3ème jour. Après toutes ces aventures, il est malheureusement temps pour nous de rentrer à la maison en passant par l’Italie avant de rejoindre le Valais. Nous faisons cependant une halte en route pour fouiller une rivière prometteuse pour le crapaud vert (Bufotes viridis). Celui-ci a maintenant disparu de Suisse et nous ne voulons pas rater une occasion potentielle de l’observer, surtout que nous sommes à ce moment en pleine période de ponte pour cette espèce. Notre première rencontre sera cependant cette couleuvre tessellée de bonne taille qui, comparé à la suisse romande, n’est pas invasive dans la région (au Tessin non plus d’ailleurs).
Toujours en quête de notre crapaud vert le long de cette rivière, quelle ne fût pas notre surprise de tomber nez à nez avec un scorpion ! Heureusement, pas de danger de mort ici, juste l’équivalent d’une piqûre de guêpe. Ce petit scorpion de 4-5cm se trouve également chez nous ainsi que potentiellement encore 5 autres espèces. D’ailleurs vous saviez que les scorpions étaient fluorescents ? Sous certaines longueurs d’ondes du spectre lumineux, les scorpions sont capables d’émettre une fluorescence grâce à des molécules spécifiques contenues dans leur exosquelettes. C’est pourquoi si vous les éclairez avec une lampe ultraviolette, ils prendront une couleur bleu fluorescente.

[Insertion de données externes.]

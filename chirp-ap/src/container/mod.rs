//! Box-tree container reader
//!
//! Locates the first sound track's sample tables and streams its samples as
//! ADTS frames, so container audio goes through the same AAC decoder as
//! elementary `.aac` files.
//!
//! Tables used (offsets relative to the box start):
//! - `stsz`: fixed sample size at +12, count at +16, per-sample sizes at +20
//! - `stco`: chunk count at +12, 32-bit chunk offsets at +16
//! - `stsc`: run count at +12, 12-byte runs (first_chunk, samples_per_chunk,
//!   description index) at +16
//! - `stsd`: first sample entry at content +8; must be `mp4a`
//!
//! Tables are read from storage on demand; nothing proportional to the
//! file is held in memory.

pub mod boxes;

use crate::codec::adts::{self, ADTS_HEADER_LEN, ADTS_MAX_FRAME_LEN};
use crate::error::{Error, Result};
use crate::storage::{SourceHandle, SourceHandleExt};
use boxes::{
    children, find_child, fourcc_str, BoxHeader, VisitBudget, HDLR, MAX_BOX_VISITS, MDAT, MDIA,
    MINF, MOOV, MP4A, SOUN, STBL, STCO, STSC, STSD, STSZ, TRAK,
};
use serde::Serialize;
use tracing::{debug, trace};

/// Defaults when the track has no readable sample description
const DEFAULT_SAMPLE_RATE: u32 = 44_100;
const DEFAULT_CHANNELS: u16 = 2;

/// Summary of an opened container
#[derive(Debug, Clone, Copy, PartialEq, Eq, Serialize)]
pub struct ContainerInfo {
    pub sample_rate: u32,
    pub channels: u16,
    pub sample_count: u32,
    pub chunk_count: u32,
    /// Offset of the media data payload, if an `mdat` box was found
    pub mdat_offset: Option<u64>,
}

/// Table boxes of one track
#[derive(Debug, Default)]
struct TrackTables {
    stsd: Option<BoxHeader>,
    stsz: Option<BoxHeader>,
    stco: Option<BoxHeader>,
    stsc: Option<BoxHeader>,
}

/// Streaming reader over a container's sound track
#[derive(Debug)]
pub struct ContainerParser {
    info: ContainerInfo,

    stsz_offset: u64,
    /// Non-zero when every sample has this size
    fixed_sample_size: u32,
    stco_offset: u64,
    stsc_offset: u64,
    stsc_count: u32,

    /// Next sample to read (0-based)
    current_sample: u32,
    /// Chunk being read (1-based, as in the tables)
    current_chunk: u32,
    samples_in_chunk: u32,
    samples_read_in_chunk: u32,
    /// File offset of the next sample
    current_offset: u64,
    last_frame_offset: Option<u64>,
}

impl ContainerParser {
    /// Walk the box tree and prepare to read the first sound track
    ///
    /// Fails with `CorruptContainer` when no sound track has all of its
    /// sample tables or the traversal budget runs out, and with `Config`
    /// when the track's codec is not AAC.
    pub fn open(src: &mut dyn SourceHandle) -> Result<Self> {
        let file_len = src.len();
        let mut budget = VisitBudget::new(MAX_BOX_VISITS);

        let mut moov = None;
        let mut mdat_offset = None;
        for header in children(src, 0, file_len, &mut budget)? {
            match header.kind {
                MOOV if moov.is_none() => moov = Some(header),
                MDAT if mdat_offset.is_none() => mdat_offset = Some(header.content),
                _ => {}
            }
        }
        let moov = moov.ok_or_else(|| Error::CorruptContainer("No 'moov' box".to_string()))?;

        let mut saw_sound_track = false;
        let mut tables = None;
        for trak in children(src, moov.content, moov.end, &mut budget)? {
            if trak.kind != TRAK {
                continue;
            }
            if let Some(found) = Self::sound_track_tables(src, &trak, &mut budget)? {
                saw_sound_track = true;
                if found.stsz.is_some() && found.stco.is_some() && found.stsc.is_some() {
                    tables = Some(found);
                    break;
                }
            }
        }

        let tables = match tables {
            Some(t) => t,
            None if saw_sound_track => {
                return Err(Error::CorruptContainer(
                    "Sound track is missing stsz, stco or stsc".to_string(),
                ))
            }
            None => return Err(Error::CorruptContainer("No sound track".to_string())),
        };

        let (sample_rate, channels) = match &tables.stsd {
            Some(stsd) => Self::read_sample_entry(src, stsd)?,
            None => (DEFAULT_SAMPLE_RATE, DEFAULT_CHANNELS),
        };

        // Table headers, bounds-checked against their boxes
        let (stsz, stco, stsc) = match (tables.stsz, tables.stco, tables.stsc) {
            (Some(stsz), Some(stco), Some(stsc)) => (stsz, stco, stsc),
            _ => return Err(Error::CorruptContainer("Incomplete sample tables".to_string())),
        };
        let fixed_sample_size = read_table_u32(src, &stsz, 12)?;
        let sample_count = read_table_u32(src, &stsz, 16)?;
        if fixed_sample_size == 0 {
            check_table_len(&stsz, 20, sample_count, 4)?;
        }
        let chunk_count = read_table_u32(src, &stco, 12)?;
        check_table_len(&stco, 16, chunk_count, 4)?;
        let stsc_count = read_table_u32(src, &stsc, 12)?;
        check_table_len(&stsc, 16, stsc_count, 12)?;

        if sample_count > 0 && (chunk_count == 0 || stsc_count == 0) {
            return Err(Error::CorruptContainer(format!(
                "{} samples but {} chunks and {} chunk runs",
                sample_count, chunk_count, stsc_count
            )));
        }

        let info = ContainerInfo {
            sample_rate,
            channels,
            sample_count,
            chunk_count,
            mdat_offset,
        };

        let mut parser = Self {
            info,
            stsz_offset: stsz.start,
            fixed_sample_size,
            stco_offset: stco.start,
            stsc_offset: stsc.start,
            stsc_count,
            current_sample: 0,
            current_chunk: 1,
            samples_in_chunk: 0,
            samples_read_in_chunk: 0,
            current_offset: 0,
            last_frame_offset: None,
        };
        if chunk_count > 0 {
            parser.current_offset = src.read_u32_be_at(parser.stco_offset + 16)? as u64;
            parser.samples_in_chunk = parser.samples_per_chunk(src, 1)?;
        }

        debug!(
            "Container opened: {} samples in {} chunks, {} Hz, {} channels",
            sample_count, chunk_count, sample_rate, channels
        );
        Ok(parser)
    }

    /// Table boxes of `trak` if its handler is a sound handler
    fn sound_track_tables(
        src: &mut dyn SourceHandle,
        trak: &BoxHeader,
        budget: &mut VisitBudget,
    ) -> Result<Option<TrackTables>> {
        let Some(mdia) = find_child(src, trak, MDIA, budget)? else {
            return Ok(None);
        };

        let mut handler = None;
        let mut minf = None;
        for child in children(src, mdia.content, mdia.end, budget)? {
            match child.kind {
                HDLR if child.content_len() >= 12 => {
                    let mut kind = [0u8; 4];
                    src.read_exact_at(child.content + 8, &mut kind)?;
                    handler = Some(kind);
                }
                MINF => minf = Some(child),
                _ => {}
            }
        }
        if handler != Some(SOUN) {
            trace!("Skipping non-sound track");
            return Ok(None);
        }

        let mut tables = TrackTables::default();
        let stbl = match minf {
            Some(minf) => find_child(src, &minf, STBL, budget)?,
            None => None,
        };
        if let Some(stbl) = stbl {
            for child in children(src, stbl.content, stbl.end, budget)? {
                match child.kind {
                    STSD => tables.stsd = Some(child),
                    STSZ => tables.stsz = Some(child),
                    STCO => tables.stco = Some(child),
                    STSC => tables.stsc = Some(child),
                    _ => {}
                }
            }
        }
        Ok(Some(tables))
    }

    /// Sample rate and channel count from the first sample entry
    fn read_sample_entry(src: &mut dyn SourceHandle, stsd: &BoxHeader) -> Result<(u32, u16)> {
        let entry = stsd.content + 8;
        if entry + 36 > stsd.end {
            return Ok((DEFAULT_SAMPLE_RATE, DEFAULT_CHANNELS));
        }

        let mut format = [0u8; 4];
        src.read_exact_at(entry + 4, &mut format)?;
        if format != MP4A {
            return Err(Error::Config(format!(
                "Unsupported container codec '{}'",
                fourcc_str(&format)
            )));
        }

        let channels = src.read_u16_be_at(entry + 24)?;
        // 16.16 fixed point
        let sample_rate = src.read_u32_be_at(entry + 32)? >> 16;
        if !(1..=2).contains(&channels) || sample_rate == 0 {
            return Err(Error::Config(format!(
                "Unsupported audio format: {} channels at {} Hz",
                channels, sample_rate
            )));
        }
        Ok((sample_rate, channels))
    }

    pub fn info(&self) -> &ContainerInfo {
        &self.info
    }

    /// File offset of the payload returned by the last `read_next_frame`
    pub fn last_frame_offset(&self) -> Option<u64> {
        self.last_frame_offset
    }

    /// Samples per chunk for `chunk`, from a full scan of the run table
    fn samples_per_chunk(&self, src: &mut dyn SourceHandle, chunk: u32) -> Result<u32> {
        let mut samples = 0;
        for i in 0..self.stsc_count as u64 {
            let mut run = [0u8; 8];
            src.read_exact_at(self.stsc_offset + 16 + i * 12, &mut run)?;
            let first_chunk = u32::from_be_bytes([run[0], run[1], run[2], run[3]]);
            if first_chunk > chunk {
                break;
            }
            samples = u32::from_be_bytes([run[4], run[5], run[6], run[7]]);
        }
        Ok(samples)
    }

    /// Read the next sample into `buf` behind a synthesized ADTS header
    ///
    /// Returns the total frame length, or 0 once every sample has been read.
    pub fn read_next_frame(&mut self, src: &mut dyn SourceHandle, buf: &mut [u8]) -> Result<usize> {
        if self.current_sample >= self.info.sample_count {
            return Ok(0);
        }

        let size = if self.fixed_sample_size != 0 {
            self.fixed_sample_size
        } else {
            src.read_u32_be_at(self.stsz_offset + 20 + self.current_sample as u64 * 4)?
        } as usize;

        let frame_len = size + ADTS_HEADER_LEN;
        if frame_len > ADTS_MAX_FRAME_LEN || frame_len > buf.len() {
            return Err(Error::CorruptContainer(format!(
                "Sample {} of {} bytes does not fit a frame",
                self.current_sample, size
            )));
        }

        while self.samples_read_in_chunk >= self.samples_in_chunk {
            self.current_chunk += 1;
            if self.current_chunk > self.info.chunk_count {
                return Err(Error::CorruptContainer(format!(
                    "Sample {} lies beyond the last chunk",
                    self.current_sample
                )));
            }
            self.samples_read_in_chunk = 0;
            self.current_offset =
                src.read_u32_be_at(self.stco_offset + 16 + (self.current_chunk as u64 - 1) * 4)? as u64;
            self.samples_in_chunk = self.samples_per_chunk(src, self.current_chunk)?;
        }

        src.read_exact_at(self.current_offset, &mut buf[ADTS_HEADER_LEN..frame_len])?;
        adts::write_header(
            &mut buf[..ADTS_HEADER_LEN],
            frame_len,
            self.info.sample_rate,
            self.info.channels,
        );

        self.last_frame_offset = Some(self.current_offset);
        self.current_offset += size as u64;
        self.current_sample += 1;
        self.samples_read_in_chunk += 1;
        Ok(frame_len)
    }
}

fn read_table_u32(src: &mut dyn SourceHandle, table: &BoxHeader, offset: u64) -> Result<u32> {
    if table.start + offset + 4 > table.end {
        return Err(Error::CorruptContainer(format!(
            "Truncated '{}' box",
            fourcc_str(&table.kind)
        )));
    }
    src.read_u32_be_at(table.start + offset)
}

/// Entries declared by a table must lie inside its box
fn check_table_len(table: &BoxHeader, entries_at: u64, count: u32, entry_size: u64) -> Result<()> {
    if table.start + entries_at + count as u64 * entry_size > table.end {
        return Err(Error::CorruptContainer(format!(
            "'{}' declares {} entries beyond its box",
            fourcc_str(&table.kind),
            count
        )));
    }
    Ok(())
}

Dernière photo de cette magnifique excursion. Au final le crapaud vert ne se sera pas montré, toutefois nous aurons quand même pu observer une de ses pontes. Signe que l’endroit était bel est bien propice à l’espèce. Mais notre chance ne s’arrêtera pas là, car en reprenant la route nous sommes tombés sur un couple de Huppes fasciées s’affairant dans la prairie à proximité. Pris au dépourvu et pas camouflé, j’arriverais cependant à discrètement sortir de la voiture, prendre l’appareil photo et me glisser derrière un arbre pour prendre cette photo d’un des 2 individus sans qu’il ne s’envole. Quelle belle manière de conclure cet arrêt en Italie avant de reprendre la route pour la maison.